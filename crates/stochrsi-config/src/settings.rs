//! Configuration structures.

use serde::{Deserialize, Serialize};
use stochrsi_core::error::{IndicatorError, IndicatorResult};

/// Main application configuration.
#[derive(Debug, Clone, PartialEq, Serialize, Deserialize, Default)]
pub struct AppConfig {
    #[serde(default)]
    pub app: AppSettings,
    #[serde(default)]
    pub logging: LoggingConfig,
    #[serde(default)]
    pub stoch_rsi: StochRsiSettings,
}

/// General app settings.
#[derive(Debug, Clone, PartialEq, Serialize, Deserialize)]
pub struct AppSettings {
    pub name: String,
    pub environment: String,
}

impl Default for AppSettings {
    fn default() -> Self {
        Self {
            name: "stochrsi".to_string(),
            environment: "development".to_string(),
        }
    }
}

/// Logging configuration.
#[derive(Debug, Clone, PartialEq, Serialize, Deserialize)]
#[serde(default)]
pub struct LoggingConfig {
    pub level: String,
    /// `pretty` or `json`
    pub format: String,
    /// Directory for a daily-rolling log file, in addition to stdout.
    pub file: Option<String>,
}

impl LoggingConfig {
    pub fn is_json(&self) -> bool {
        self.format.eq_ignore_ascii_case("json")
    }
}

impl Default for LoggingConfig {
    fn default() -> Self {
        Self {
            level: "info".to_string(),
            format: "pretty".to_string(),
            file: None,
        }
    }
}

/// Stochastic RSI parameters.
#[derive(Debug, Clone, Copy, PartialEq, Eq, Serialize, Deserialize)]
#[serde(default)]
pub struct StochRsiSettings {
    /// RSI lookback, also the min/max window
    pub period: usize,
    /// %K smoothing window
    pub k: usize,
    /// %D smoothing window
    pub d: usize,
}

impl StochRsiSettings {
    /// Check the parameters before handing them to the calculator.
    pub fn validate(&self) -> IndicatorResult<()> {
        if self.period < 2 {
            return Err(IndicatorError::InvalidParameter(format!(
                "stoch_rsi.period must be at least 2, got {}",
                self.period
            )));
        }
        if self.k == 0 || self.d == 0 {
            return Err(IndicatorError::InvalidParameter(
                "stoch_rsi.k and stoch_rsi.d must be at least 1".to_string(),
            ));
        }
        Ok(())
    }
}

impl Default for StochRsiSettings {
    fn default() -> Self {
        Self {
            period: 14,
            k: 3,
            d: 3,
        }
    }
}

#[cfg(test)]
mod tests {
    use super::*;

    #[test]
    fn test_defaults() {
        let config = AppConfig::default();

        assert_eq!(config.app.name, "stochrsi");
        assert_eq!(config.stoch_rsi.period, 14);
        assert_eq!(config.stoch_rsi.k, 3);
        assert_eq!(config.stoch_rsi.d, 3);
        assert!(!config.logging.is_json());
        assert!(config.stoch_rsi.validate().is_ok());
    }

    #[test]
    fn test_partial_toml() {
        let config: AppConfig = toml::from_str(
            r#"
            [logging]
            format = "JSON"

            [stoch_rsi]
            d = 5
            "#,
        )
        .unwrap();

        assert!(config.logging.is_json());
        assert_eq!(config.logging.level, "info");
        assert_eq!(config.stoch_rsi, StochRsiSettings { period: 14, k: 3, d: 5 });
        assert_eq!(config.app, AppSettings::default());
    }

    #[test]
    fn test_validate_rejects_bad_periods() {
        let settings = StochRsiSettings {
            period: 1,
            ..Default::default()
        };
        assert!(matches!(
            settings.validate(),
            Err(IndicatorError::InvalidParameter(_))
        ));

        let settings = StochRsiSettings {
            k: 0,
            ..Default::default()
        };
        assert!(settings.validate().is_err());
    }
}
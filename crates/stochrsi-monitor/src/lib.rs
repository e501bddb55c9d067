//! Logging setup for the Stochastic RSI tools.

mod logging;

pub use logging::{setup_logging, LOG_FILE_NAME};
use crate::app::{Result, WatchError};

/// The store selection that scopes a catalog and its snapshot.
#[derive(Debug, Clone, PartialEq, Eq)]
pub struct StoreContext {
    pub pincode: String,
    pub name: String,
}

impl StoreContext {
    /// Resolve the store for a pincode.
    ///
    /// The storefront does not expose a pincode-to-store lookup, so the
    /// configured default store names the context, falling back to the
    /// pincode itself.
    pub fn resolve(pincode: Option<&str>, default_store: &str) -> Result<Self> {
        let pincode = pincode
            .map(str::trim)
            .filter(|p| !p.is_empty())
            .ok_or(WatchError::MissingStoreSelection)?;

        let name = match default_store.trim() {
            "" => pincode.to_string(),
            store => store.to_string(),
        };

        Ok(Self {
            pincode: pincode.to_string(),
            name,
        })
    }

    pub fn key(&self) -> &str {
        &self.name
    }
}
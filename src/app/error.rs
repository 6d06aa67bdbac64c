use thiserror::Error;

#[derive(Error, Debug)]
pub enum WatchError {
    #[error("Database error: {0}")]
    Database(#[from] rusqlite::Error),

    #[error("Migration error: {0}")]
    Migration(#[from] rusqlite_migration::Error),

    #[error("HTTP error: {0}")]
    Http(#[from] reqwest::Error),

    #[error("JSON error: {0}")]
    Json(#[from] serde_json::Error),

    #[error("Invalid URL: {0}")]
    InvalidUrl(#[from] url::ParseError),

    #[error("IO error: {0}")]
    Io(#[from] std::io::Error),

    #[error("Browser error: {0}")]
    Browser(String),

    #[error("Configuration error: {0}")]
    Config(#[from] crate::config::ConfigError),

    #[error("PINCODE must be set to select a store")]
    MissingStoreSelection,

    #[error("No products found in the catalog response for store {store:?}")]
    EmptyCatalog { store: String },

    #[error("Could not open any fetch session: {0}")]
    NoSessions(String),

    #[error("{0}")]
    Other(String),
}

pub type Result<T> = std::result::Result<T, WatchError>;
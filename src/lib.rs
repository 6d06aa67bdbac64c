//! # stockwatch
//!
//! Watches a storefront catalog and notifies only when products become
//! available, not on every poll.
//!
//! ## Architecture
//!
//! One check is a single batch:
//!
//! ```text
//! CatalogSource → FetchOrchestrator → Normalizer → AvailabilityStateStore → Notifier
//! ```
//!
//! - [`source`]: catalog listing and per-product detail, over HTTP or headless Chrome
//! - [`fetcher`]: bounded-parallel detail fetching over pooled sessions
//! - [`normalizer`]: raw responses to typed items with safe defaults
//! - [`state`]: durable per-store availability snapshot and diffing
//! - [`notifier`]: Telegram delivery
//!
//! ## Quick Start
//!
//! ```bash
//! # Check once and notify about newly available products
//! PINCODE=110001 stockwatch
//!
//! # Print the full status report without sending it
//! stockwatch check --force --dry-run
//!
//! # Container health check
//! stockwatch health --max-age 900
//! ```
//!
//! ## Modules
//!
//! - [`app`]: Application context and error types
//! - [`checker`]: The end-to-end availability check
//! - [`cli`]: Command-line interface definitions
//! - [`config`]: TOML configuration with environment overrides
//! - [`domain`]: Items, raw response views and store selection
//! - [`health`]: Heartbeat and liveness checks
//! - [`store`]: Snapshot persistence

/// Application context and error handling.
///
/// The [`AppContext`](app::AppContext) struct wires together the configured
/// sources, snapshot store, normalizer and notifier.
pub mod app;

/// One availability check from catalog fetch to notification.
///
/// - [`AvailabilityChecker`](checker::AvailabilityChecker): runs the phases
/// - [`RunReport`](checker::RunReport): what a completed run saw and sent
pub mod checker;

/// Command-line interface using clap.
///
/// - `check [--force] [--dry-run] [--source chrome|http]` (default)
/// - `health [--max-age SECS]`
pub mod cli;

/// Configuration loaded from `~/.config/stockwatch/config.toml`.
pub mod config;

/// Core domain models.
///
/// - [`Item`](domain::Item): a catalog product with its enrichment
/// - [`RawCatalogEntry`](domain::RawCatalogEntry) and
///   [`RawDetail`](domain::RawDetail): typed views over source JSON
/// - [`StoreContext`](domain::StoreContext): the selected store
pub mod domain;

/// Parallel detail fetching.
///
/// - [`SessionPool`](fetcher::SessionPool): lazily grown pool of reusable sessions
/// - [`FetchOrchestrator`](fetcher::FetchOrchestrator): semaphore-bounded fan-out
pub mod fetcher;

pub mod health;

/// Builds typed items from a raw listing and its detail map.
pub mod normalizer;

/// Notification delivery and message formatting.
pub mod notifier;

/// Catalog sources.
pub mod source;

/// Cross-run availability state on top of a [`SnapshotStore`](store::SnapshotStore).
pub mod state;

/// SQLite persistence layer.
///
/// - [`SnapshotStore`](store::SnapshotStore): Trait defining snapshot operations
/// - [`SqliteSnapshotStore`](store::SqliteSnapshotStore): SQLite implementation
pub mod store;
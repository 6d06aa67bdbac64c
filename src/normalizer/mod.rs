use std::collections::{HashMap, HashSet};

use crate::domain::{Enrichment, Item, RawCatalogEntry, RawDetail, StoreContext};

const UNKNOWN_NAME: &str = "Unknown Product";

/// Builds typed [`Item`]s from a raw catalog listing and its detail map.
///
/// Pure: no clock, no I/O. Missing fields fall back to zero or empty values.
#[derive(Clone)]
pub struct Normalizer {
    product_base_url: String,
}

impl Normalizer {
    pub fn new(product_base_url: &str) -> Self {
        Self {
            product_base_url: product_base_url.trim_end_matches('/').to_string(),
        }
    }

    /// Aliases worth fetching detail for, in catalog order, without repeats.
    pub fn aliases(&self, raw: &[RawCatalogEntry]) -> Vec<String> {
        let mut seen = HashSet::new();
        raw.iter()
            .filter_map(usable_alias)
            .filter(|alias| seen.insert(*alias))
            .map(str::to_string)
            .collect()
    }

    pub fn build(
        &self,
        raw: &[RawCatalogEntry],
        details: &HashMap<String, Option<RawDetail>>,
        store: &StoreContext,
    ) -> Vec<Item> {
        raw.iter()
            .filter_map(|entry| {
                let alias = usable_alias(entry)?;
                let detail = details.get(alias).and_then(Option::as_ref);
                Some(self.item(alias, entry, detail, store))
            })
            .collect()
    }

    fn item(
        &self,
        alias: &str,
        entry: &RawCatalogEntry,
        detail: Option<&RawDetail>,
        store: &StoreContext,
    ) -> Item {
        Item {
            alias: alias.to_string(),
            name: entry
                .name
                .clone()
                .unwrap_or_else(|| UNKNOWN_NAME.to_string()),
            available: entry.available.is_some_and(|a| a > 0.0),
            price: entry.price.unwrap_or(0.0),
            url: format!("{}/{}", self.product_base_url, alias),
            store: store.name.clone(),
            enrichment: detail.map(enrich).unwrap_or_default(),
        }
    }
}

fn usable_alias(entry: &RawCatalogEntry) -> Option<&str> {
    entry.alias.as_deref().map(str::trim).filter(|a| !a.is_empty())
}

fn enrich(detail: &RawDetail) -> Enrichment {
    Enrichment {
        inventory_quantity: detail.inventory_quantity.unwrap_or(0),
        inventory_low_stock_quantity: detail.inventory_low_stock_quantity.unwrap_or(0),
        weight: detail.weight.unwrap_or(0),
        total_order_count: detail.total_order_count.unwrap_or(0),
        compare_price: detail.compare_price.unwrap_or(0.0),
        product_type: detail.metafields.product_type.clone().unwrap_or_default(),
        uom: detail.metafields.uom.clone().unwrap_or_default(),
    }
}
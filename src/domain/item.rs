use serde::{Deserialize, Serialize};

/// Detail data merged into an item after the per-item fetch.
///
/// Every field defaults to zero or empty when the detail was missing.
#[derive(Debug, Clone, Default, PartialEq, Serialize, Deserialize)]
pub struct Enrichment {
    pub inventory_quantity: i64,
    pub inventory_low_stock_quantity: i64,
    /// Grams.
    pub weight: i64,
    pub total_order_count: i64,
    pub compare_price: f64,
    pub product_type: String,
    pub uom: String,
}

#[derive(Debug, Clone, PartialEq, Serialize, Deserialize)]
pub struct Item {
    pub alias: String,
    pub name: String,
    pub available: bool,
    pub price: f64,
    pub url: String,
    pub store: String,
    pub enrichment: Enrichment,
}

impl Item {
    pub fn status_label(&self) -> &'static str {
        if self.available {
            "Available"
        } else {
            "Unavailable"
        }
    }

    /// Available, in stock, and at or below the store's low-stock threshold.
    pub fn is_low_stock(&self) -> bool {
        let e = &self.enrichment;
        self.available
            && e.inventory_quantity > 0
            && e.inventory_low_stock_quantity > 0
            && e.inventory_quantity <= e.inventory_low_stock_quantity
    }

    /// Savings against the compare price as `(amount, percent)`.
    pub fn discount(&self) -> Option<(f64, f64)> {
        let compare = self.enrichment.compare_price;
        if compare > self.price {
            let amount = compare - self.price;
            Some((amount, amount / compare * 100.0))
        } else {
            None
        }
    }

    /// Weight formatted as grams, or kilograms with one decimal from 1000 g.
    pub fn weight_display(&self) -> Option<String> {
        let weight = self.enrichment.weight;
        if weight <= 0 {
            None
        } else if weight >= 1000 {
            Some(format!("{:.1} kg", weight as f64 / 1000.0))
        } else {
            Some(format!("{}g", weight))
        }
    }

    /// Price as shown to users, always with a decimal part (`100.0`, `99.5`)
    pub fn price_display(&self) -> String {
        if self.price.fract() == 0.0 {
            format!("{:.1}", self.price)
        } else {
            self.price.to_string()
        }
    }
}

impl std::fmt::Display for Item {
    fn fmt(&self, f: &mut std::fmt::Formatter<'_>) -> std::fmt::Result {
        write!(f, "{} ({})", self.name, self.status_label())?;
        if self.enrichment.inventory_quantity > 0 {
            write!(f, " (Stock: {})", self.enrichment.inventory_quantity)?;
        }
        write!(f, " - {} - ₹{}", self.store, self.price_display())
    }
}

#[cfg(test)]
pub(crate) mod tests {
    use super::*;

    pub(crate) fn item(alias: &str, available: bool) -> Item {
        Item {
            alias: alias.to_string(),
            name: format!("Product {}", alias),
            available,
            price: 100.0,
            url: format!("https://shop.example.com/product/{}", alias),
            store: "delhi".to_string(),
            enrichment: Enrichment::default(),
        }
    }

    #[test]
    fn test_low_stock_requires_threshold() {
        let mut it = item("a", true);
        it.enrichment.inventory_quantity = 3;
        assert!(!it.is_low_stock());

        it.enrichment.inventory_low_stock_quantity = 5;
        assert!(it.is_low_stock());

        it.available = false;
        assert!(!it.is_low_stock());
    }

    #[test]
    fn test_discount() {
        let mut it = item("a", true);
        assert!(it.discount().is_none());

        it.enrichment.compare_price = 125.0;
        let (amount, pct) = it.discount().unwrap();
        assert_eq!(amount, 25.0);
        assert_eq!(pct, 20.0);
    }

    #[test]
    fn test_weight_display() {
        let mut it = item("a", true);
        assert_eq!(it.weight_display(), None);
        it.enrichment.weight = 500;
        assert_eq!(it.weight_display().as_deref(), Some("500g"));
        it.enrichment.weight = 1500;
        assert_eq!(it.weight_display().as_deref(), Some("1.5 kg"));
    }

    #[test]
    fn test_price_display_keeps_decimal() {
        let mut it = item("a", true);
        assert_eq!(it.price_display(), "100.0");
        it.price = 99.5;
        assert_eq!(it.price_display(), "99.5");
        it.price = 0.0;
        assert_eq!(it.price_display(), "0.0");
    }

    #[test]
    fn test_display() {
        let mut it = item("a", true);
        it.enrichment.inventory_quantity = 4;
        assert_eq!(it.to_string(), "Product a (Available) (Stock: 4) - delhi - ₹100.0");
    }
}
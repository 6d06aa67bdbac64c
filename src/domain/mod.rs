pub mod item;
pub mod raw;
pub mod store;

pub use item::{Enrichment, Item};
pub use raw::{Metafields, RawCatalogEntry, RawDetail};
pub use store::StoreContext;
use std::path::PathBuf;
use std::sync::Arc;

use crate::app::error::Result;
use crate::checker::{AvailabilityChecker, CheckSettings};
use crate::config::Config;
use crate::normalizer::Normalizer;
use crate::notifier::{Notifier, TelegramNotifier};
use crate::source::{CatalogSource, ChromeCatalogSource, HttpCatalogSource};
use crate::state::AvailabilityStateStore;
use crate::store::SqliteSnapshotStore;

const FALLBACK_USER_AGENT: &str = concat!("stockwatch/", env!("CARGO_PKG_VERSION"));

/// Wires the configured collaborators together for one invocation.
pub struct AppContext {
    pub config: Config,
    pub notifier: Arc<dyn Notifier>,
    pub normalizer: Normalizer,
}

impl AppContext {
    pub fn new(config: Config) -> Result<Self> {
        let notifier = TelegramNotifier::new(
            config.notify.bot_token.clone(),
            config.notify.channel_id.clone(),
            config.notify.timeout(),
        )?
        .with_footer(config.notify.footer.clone());
        let normalizer = Normalizer::new(&config.catalog.product_base_url);

        Ok(Self {
            config,
            notifier: Arc::new(notifier),
            normalizer,
        })
    }

    /// Open the snapshot database, degrading to stateless operation when it
    /// cannot be opened.
    pub fn open_state(&self) -> AvailabilityStateStore {
        let state = &self.config.state;
        let opened = state
            .db_path()
            .map_err(|e| e.to_string())
            .and_then(|path| SqliteSnapshotStore::new(path).map_err(|e| e.to_string()));

        AvailabilityStateStore::connect(opened, state.key_prefix.clone(), state.retention())
    }

    pub fn chrome_source(&self) -> ChromeCatalogSource {
        ChromeCatalogSource::new(self.config.browser.clone(), self.config.catalog.clone())
    }

    pub fn http_source(&self) -> Result<HttpCatalogSource> {
        let user_agent = self
            .config
            .browser
            .user_agent
            .as_deref()
            .unwrap_or(FALLBACK_USER_AGENT);
        HttpCatalogSource::new(
            self.config.catalog.clone(),
            self.config.fetch.request_timeout(),
            user_agent,
        )
    }

    pub fn checker<C: CatalogSource>(&self, source: Arc<C>) -> AvailabilityChecker<C> {
        let settings = CheckSettings {
            pincode: self.config.store.pincode.clone(),
            default_store: self.config.store.default_store.clone(),
            workers: self.config.fetch.max_workers,
            request_timeout: self.config.fetch.request_timeout(),
        };

        AvailabilityChecker::new(
            source,
            self.normalizer.clone(),
            self.open_state(),
            Arc::clone(&self.notifier),
            settings,
        )
    }

    pub fn heartbeat_path(&self) -> Result<PathBuf> {
        Ok(self.config.state.heartbeat_path()?)
    }

    pub fn db_path(&self) -> Result<PathBuf> {
        Ok(self.config.state.db_path()?)
    }
}
use serde::{Deserialize, Serialize};
use std::time::Duration;

/// Where the catalog lives on the storefront
#[derive(Debug, Clone, Serialize, Deserialize)]
#[serde(default)]
pub struct CatalogSettings {
    /// Storefront origin (default: https://shop.amul.com)
    pub base_url: String,

    /// Category browsed for the catalog listing (default: protein)
    pub category: String,

    /// Prefix for product links in notifications
    pub product_base_url: String,

    /// Entity endpoint the storefront's API requests go through
    pub endpoint: String,

    /// Page size for the direct API listing
    pub page_limit: u32,
}

impl Default for CatalogSettings {
    fn default() -> Self {
        Self {
            base_url: "https://shop.amul.com".to_string(),
            category: "protein".to_string(),
            product_base_url: "https://shop.amul.com/product".to_string(),
            endpoint: "ms.products".to_string(),
            page_limit: 100,
        }
    }
}

impl CatalogSettings {
    fn origin(&self) -> &str {
        self.base_url.trim_end_matches('/')
    }

    /// Page that lists the category in the browser
    pub fn category_page(&self) -> String {
        format!("{}/en/browse/{}", self.origin(), self.category)
    }

    /// Product page in the browser
    pub fn product_page(&self, alias: &str) -> String {
        format!("{}/en/product/{}", self.origin(), alias)
    }

    /// Landing page used for store selection
    pub fn landing_page(&self) -> String {
        format!("{}/en/", self.origin())
    }

    /// Prefix every storefront API response URL starts with
    pub fn api_prefix(&self) -> String {
        format!("{}/api/", self.origin())
    }

    /// Entity endpoint for direct API requests
    pub fn entity_url(&self) -> String {
        format!("{}/api/1/entity/{}", self.origin(), self.endpoint)
    }
}

/// Configuration for the browser-driven catalog source
#[derive(Debug, Clone, Serialize, Deserialize)]
#[serde(default)]
pub struct BrowserSettings {
    /// Whether to run the browser in headless mode (default: true)
    pub headless: bool,

    /// Wait after loading the category page before reading captured traffic (ms)
    pub wait_after_load_ms: u64,

    /// Wait after loading a product page before reading captured traffic (ms)
    pub detail_wait_ms: u64,

    /// How long to wait for store-selection elements to appear (seconds)
    pub element_timeout_secs: u64,

    /// User agent string to use
    pub user_agent: Option<String>,
}

impl Default for BrowserSettings {
    fn default() -> Self {
        Self {
            headless: true,
            wait_after_load_ms: 2000,
            detail_wait_ms: 800,
            element_timeout_secs: 10,
            user_agent: Some(
                "Mozilla/5.0 (Windows NT 10.0; Win64; x64) AppleWebKit/537.36 \
                 (KHTML, like Gecko) Chrome/127.0.0.0 Safari/537.36"
                    .to_string(),
            ),
        }
    }
}

impl BrowserSettings {
    pub fn wait_after_load(&self) -> Duration {
        Duration::from_millis(self.wait_after_load_ms)
    }

    pub fn detail_wait(&self) -> Duration {
        Duration::from_millis(self.detail_wait_ms)
    }

    pub fn element_timeout(&self) -> Duration {
        Duration::from_secs(self.element_timeout_secs)
    }
}
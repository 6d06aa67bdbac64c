//! Liveness checks for scheduled deployments.
//!
//! Each successful run leaves a heartbeat file holding the unix time of the
//! last catalog fetch. `stockwatch health` fails when the heartbeat is stale
//! or the snapshot database cannot be opened.

use std::fs;
use std::path::Path;
use std::time::Duration;

use chrono::{DateTime, Utc};

use crate::app::{Result, WatchError};
use crate::store::SqliteSnapshotStore;

pub const DEFAULT_MAX_AGE: Duration = Duration::from_secs(900);

#[derive(Debug, Clone, PartialEq)]
pub struct HealthCheck {
    pub name: &'static str,
    pub passed: bool,
    pub detail: String,
}

impl HealthCheck {
    fn pass(name: &'static str, detail: impl Into<String>) -> Self {
        Self {
            name,
            passed: true,
            detail: detail.into(),
        }
    }

    fn fail(name: &'static str, detail: impl Into<String>) -> Self {
        Self {
            name,
            passed: false,
            detail: detail.into(),
        }
    }
}

/// Record `now` as the time of the last successful fetch.
pub fn write_heartbeat(path: &Path, now: DateTime<Utc>) -> Result<()> {
    if let Some(parent) = path.parent() {
        fs::create_dir_all(parent)?;
    }
    fs::write(path, now.timestamp().to_string())?;
    Ok(())
}

/// Time of the last recorded fetch, `None` when no heartbeat exists yet.
pub fn read_heartbeat(path: &Path) -> Result<Option<DateTime<Utc>>> {
    if !path.exists() {
        return Ok(None);
    }

    let content = fs::read_to_string(path)?;
    let trimmed = content.trim();
    // accept fractional seconds as written by other tools
    let seconds = trimmed
        .parse::<i64>()
        .ok()
        .or_else(|| trimmed.parse::<f64>().ok().map(|s| s as i64))
        .ok_or_else(|| WatchError::Other(format!("Invalid heartbeat timestamp: {:?}", trimmed)))?;

    DateTime::from_timestamp(seconds, 0)
        .map(Some)
        .ok_or_else(|| WatchError::Other(format!("Heartbeat timestamp out of range: {}", seconds)))
}

pub fn check_snapshot_store(db_path: &Path) -> HealthCheck {
    match SqliteSnapshotStore::new(db_path) {
        Ok(_) => HealthCheck::pass("snapshot_store", format!("Opened {}", db_path.display())),
        Err(e) => HealthCheck::fail("snapshot_store", format!("Snapshot store check failed: {}", e)),
    }
}

pub fn check_last_fetch(path: &Path, max_age: Duration, now: DateTime<Utc>) -> HealthCheck {
    let last = match read_heartbeat(path) {
        Ok(Some(last)) => last,
        Ok(None) => {
            return HealthCheck::pass(
                "last_fetch_time",
                "No previous fetch timestamp found (first run), considering healthy",
            )
        }
        Err(e) => {
            return HealthCheck::fail(
                "last_fetch_time",
                format!("Error checking last fetch time: {}", e),
            )
        }
    };

    let age = (now - last).num_seconds();
    if age > max_age.as_secs() as i64 {
        HealthCheck::fail(
            "last_fetch_time",
            format!(
                "Last product fetch was {} seconds ago (> {} seconds)",
                age,
                max_age.as_secs()
            ),
        )
    } else {
        HealthCheck::pass(
            "last_fetch_time",
            format!("Last product fetch was {} seconds ago", age),
        )
    }
}

#[cfg(test)]
mod tests {
    use super::*;
    use tempfile::TempDir;

    fn at(seconds: i64) -> DateTime<Utc> {
        DateTime::from_timestamp(seconds, 0).unwrap()
    }

    #[test]
    fn test_heartbeat_roundtrip_creates_parent() {
        let dir = TempDir::new().unwrap();
        let path = dir.path().join("nested").join("last_fetch");

        write_heartbeat(&path, at(1_700_000_000)).unwrap();
        assert_eq!(read_heartbeat(&path).unwrap(), Some(at(1_700_000_000)));
    }

    #[test]
    fn test_missing_heartbeat_is_healthy() {
        let dir = TempDir::new().unwrap();
        let check = check_last_fetch(&dir.path().join("absent"), DEFAULT_MAX_AGE, at(0));
        assert!(check.passed);
        assert!(check.detail.contains("first run"));
    }

    #[test]
    fn test_stale_heartbeat_fails() {
        let dir = TempDir::new().unwrap();
        let path = dir.path().join("last_fetch");
        write_heartbeat(&path, at(1_000)).unwrap();

        let fresh = check_last_fetch(&path, DEFAULT_MAX_AGE, at(1_900));
        assert!(fresh.passed);

        let stale = check_last_fetch(&path, DEFAULT_MAX_AGE, at(1_901));
        assert!(!stale.passed);
        assert_eq!(
            stale.detail,
            "Last product fetch was 901 seconds ago (> 900 seconds)"
        );
    }

    #[test]
    fn test_fractional_timestamp_accepted() {
        let dir = TempDir::new().unwrap();
        let path = dir.path().join("last_fetch");
        fs::write(&path, "1700000000.75\n").unwrap();
        assert_eq!(read_heartbeat(&path).unwrap(), Some(at(1_700_000_000)));
    }

    #[test]
    fn test_garbage_heartbeat_fails_check() {
        let dir = TempDir::new().unwrap();
        let path = dir.path().join("last_fetch");
        fs::write(&path, "yesterday").unwrap();

        let check = check_last_fetch(&path, DEFAULT_MAX_AGE, at(0));
        assert!(!check.passed);
    }

    #[test]
    fn test_snapshot_store_check() {
        let dir = TempDir::new().unwrap();
        assert!(check_snapshot_store(&dir.path().join("state.db")).passed);
        assert!(!check_snapshot_store(&dir.path().join("missing").join("state.db")).passed);
    }
}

──────

Action item:
Could you reproduce, exactly, every line above from the line with "pub fn landing_page(&self)" to the line with "direct API requests", and no other line? Both ends count.

Result for this exercise:
    pub fn landing_page(&self) -> String {
        format!("{}/en/", self.origin())
    }

    /// Prefix every storefront API response URL starts with
    pub fn api_prefix(&self) -> String {
        format!("{}/api/", self.origin())
    }

    /// Entity endpoint for direct API requests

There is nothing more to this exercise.